Operational challenges

The third factor that led to Byju’s crisis was the operational challenges that the company faced due to the changing market dynamics and customer preferences. The demand for online education, which had surged during the Covid-19 pandemic, started to decline in 2023, as schools reopened and offline learning resumed. The competition in the edtech sector also increased, as new players entered the market with innovative offerings and lower prices.

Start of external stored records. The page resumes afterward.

//! Affine mapping between pixel space and projected space.

use serde::{Deserialize, Serialize};

use crate::{Area, Coordinate, RasterError, Unit};

/// North-up geotransform in the usual six-coefficient layout:
/// `x = c[0] + col * c[1] + row * c[2]`, `y = c[3] + col * c[4] + row * c[5]`.
#[derive(Debug, Clone, Copy, PartialEq, Serialize, Deserialize)]
pub struct GeoTransform(pub [f64; 6]);

impl GeoTransform {
    /// Square pixels of `pixel_size` with the raster's upper-left corner at
    /// (`ul_x`, `ul_y`).
    pub fn north_up(ul_x: f64, ul_y: f64, pixel_size: f64) -> Self {
        Self([ul_x, pixel_size, 0.0, ul_y, 0.0, -pixel_size])
    }

    pub fn ul_x(&self) -> f64 {
        self.0[0]
    }

    pub fn ul_y(&self) -> f64 {
        self.0[3]
    }

    /// Pixel width. Only square, unrotated pixels are supported downstream.
    pub fn pixel_size(&self) -> f64 {
        self.0[1]
    }

    /// Fails unless the transform is unrotated with square pixels.
    pub fn validate_north_up(&self) -> Result<(), RasterError> {
        let [_, sx, rx, _, ry, sy] = self.0;
        if rx != 0.0 || ry != 0.0 {
            return Err(RasterError::InvalidGeoTransform(
                "rotated rasters are not supported".to_string(),
            ));
        }
        if sx <= 0.0 || (sx + sy).abs() > sx * 1e-9 {
            return Err(RasterError::InvalidGeoTransform(format!(
                "pixels must be square and north-up (got {} x {})",
                sx, sy
            )));
        }
        Ok(())
    }

    /// Projected coordinate of the upper-left corner of a pixel.
    pub fn pixel_to_projected(&self, column: f64, row: f64, unit: Unit) -> Coordinate {
        Coordinate::new(
            self.0[0] + column * self.0[1] + row * self.0[2],
            self.0[3] + column * self.0[4] + row * self.0[5],
            unit,
        )
    }

    /// Fractional pixel position of a projected coordinate.
    pub fn projected_to_pixel(&self, coord: &Coordinate) -> Coordinate {
        let column = (coord.x - self.0[0]) / self.0[1];
        let row = (coord.y - self.0[3]) / self.0[5];
        Coordinate::pixel(column, row)
    }

    /// Projected extent of a pixel area, from the UL corner of its first
    /// pixel to the LR corner of its last pixel.
    pub fn area_to_projected(&self, area: &Area, unit: Unit) -> Area {
        let ul = self.pixel_to_projected(area.ul.x, area.ul.y, unit);
        let lr = self.pixel_to_projected(area.lr.x + 1.0, area.lr.y + 1.0, unit);
        Area::new(ul, lr)
    }
}

#[cfg(test)]
mod tests {
    use super::*;

    #[test]
    fn test_north_up_mapping() {
        let gt = GeoTransform::north_up(-1000.0, 500.0, 10.0);
        let c = gt.pixel_to_projected(3.0, 2.0, Unit::Meter);
        assert_eq!(c.x, -970.0);
        assert_eq!(c.y, 480.0);

        let back = gt.projected_to_pixel(&c);
        assert_eq!(back.x, 3.0);
        assert_eq!(back.y, 2.0);
    }

    #[test]
    fn test_validate_rejects_rotation() {
        let gt = GeoTransform([0.0, 1.0, 0.5, 0.0, 0.0, -1.0]);
        assert!(gt.validate_north_up().is_err());
        assert!(GeoTransform::north_up(0.0, 0.0, 2.0).validate_north_up().is_ok());
    }

    #[test]
    fn test_area_to_projected_covers_whole_pixels() {
        let gt = GeoTransform::north_up(0.0, 100.0, 10.0);
        let extent = gt.area_to_projected(&Area::pixels(0, 0, 1, 1), Unit::Meter);
        assert_eq!(extent.lr.x, 20.0);
        assert_eq!(extent.lr.y, 80.0);
    }
}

Byju’s failed to adapt to these changes, as it continued to rely on its expensive and standardized products, which did not cater to the diverse needs and expectations of the customers. The company also faced criticism for its aggressive sales tactics, poor customer service and low-quality content.

The operational challenges resulted in lower revenue and higher costs for Byju’s, which affected its profitability and sustainability. The company had to resort to cost-cutting measures, such as laying off thousands of employees across various departments, and delaying salaries for January 2024. The company also faced difficulties in raising funds, as its valuation had dropped significantly and its credibility had been tarnished.

Impact on the edtech sector

The crisis in Byju’s has had a negative impact on the edtech sector in India, as it has shaken the confidence and optimism of the investors, customers and entrepreneurs. The crisis has exposed the vulnerabilities and risks of the edtech business model, which relies heavily on external funding, high customer acquisition costs and uncertain regulatory environment. The crisis has also highlighted the need for better governance, transparency and accountability in the edtech sector, which has been largely unregulated and unscrutinized.

The crisis in Byju’s has also created opportunities for other players in the edtech sector, who can leverage their strengths and differentiate themselves from Byju’s. Some of the players who have emerged as potential challengers to Byju’s are Unacademy, Vedantu, upGrad, Eruditus and Simplilearn. These players have focused on offering more personalized, affordable and quality products and services, catering to various segments and domains of online education.


Byju’s, which was once the poster child of the edtech sector in India, is now facing a severe financial crisis, which has threatened its survival and growth. The company is facing multiple challenges, such as legal disputes, investor revolt and operational issues, which have eroded its valuation and reputation. The company is trying to overcome these challenges by raising funds from existing investors through a rights issue, and by resolving the issues with its lenders and shareholders. However, the company will have to make significant changes in its strategy, leadership and culture, if it wants to regain its position and potential in the edtech sector.